*** Opening MATERIAL FOR THE TASK ***

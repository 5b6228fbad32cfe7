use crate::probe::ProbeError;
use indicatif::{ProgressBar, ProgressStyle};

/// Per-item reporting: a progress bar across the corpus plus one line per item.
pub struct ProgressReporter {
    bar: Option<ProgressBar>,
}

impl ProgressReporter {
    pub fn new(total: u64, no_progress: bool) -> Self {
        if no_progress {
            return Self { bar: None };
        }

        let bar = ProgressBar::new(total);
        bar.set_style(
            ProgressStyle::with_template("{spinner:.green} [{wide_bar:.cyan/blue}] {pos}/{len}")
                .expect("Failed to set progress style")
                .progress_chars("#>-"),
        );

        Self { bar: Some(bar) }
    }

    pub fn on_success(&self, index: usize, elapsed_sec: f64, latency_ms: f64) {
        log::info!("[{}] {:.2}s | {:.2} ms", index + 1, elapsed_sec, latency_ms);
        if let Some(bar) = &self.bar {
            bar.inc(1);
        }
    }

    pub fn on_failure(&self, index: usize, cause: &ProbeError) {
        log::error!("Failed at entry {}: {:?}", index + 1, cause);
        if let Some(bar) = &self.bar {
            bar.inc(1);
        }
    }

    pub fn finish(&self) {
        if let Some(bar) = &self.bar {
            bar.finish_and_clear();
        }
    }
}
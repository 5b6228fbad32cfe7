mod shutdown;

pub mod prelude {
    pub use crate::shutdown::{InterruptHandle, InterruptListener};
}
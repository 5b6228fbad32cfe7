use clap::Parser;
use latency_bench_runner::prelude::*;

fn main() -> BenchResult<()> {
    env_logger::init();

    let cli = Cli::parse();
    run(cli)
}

*** Closing MATERIAL FOR THE TASK ***

**ASSIGNMENT:**
Please retype all of the lines above exactly as they stand.

**EXERCISE RESPONSE:**
repository 5b6228fbad32cfe7
use crate::probe::ProbeError;
use indicatif::{ProgressBar, ProgressStyle};

/// Per-item reporting: a progress bar across the corpus plus one line per item.
pub struct ProgressReporter {
    bar: Option<ProgressBar>,
}

impl ProgressReporter {
    pub fn new(total: u64, no_progress: bool) -> Self {
        if no_progress {
            return Self { bar: None };
        }

        let bar = ProgressBar::new(total);
        bar.set_style(
            ProgressStyle::with_template("{spinner:.green} [{wide_bar:.cyan/blue}] {pos}/{len}")
                .expect("Failed to set progress style")
                .progress_chars("#>-"),
        );

        Self { bar: Some(bar) }
    }

    pub fn on_success(&self, index: usize, elapsed_sec: f64, latency_ms: f64) {
        log::info!("[{}] {:.2}s | {:.2} ms", index + 1, elapsed_sec, latency_ms);
        if let Some(bar) = &self.bar {
            bar.inc(1);
        }
    }

    pub fn on_failure(&self, index: usize, cause: &ProbeError) {
        log::error!("Failed at entry {}: {:?}", index + 1, cause);
        if let Some(bar) = &self.bar {
            bar.inc(1);
        }
    }

    pub fn finish(&self) {
        if let Some(bar) = &self.bar {
            bar.finish_and_clear();
        }
    }
}
repository 5b6228fbad32cfe7
mod shutdown;

pub mod prelude {
    pub use crate::shutdown::{InterruptHandle, InterruptListener};
}
repository 5b6228fbad32cfe7
use clap::Parser;
use latency_bench_runner::prelude::*;

fn main() -> BenchResult<()> {
    env_logger::init();

    let cli = Cli::parse();
    run(cli)
}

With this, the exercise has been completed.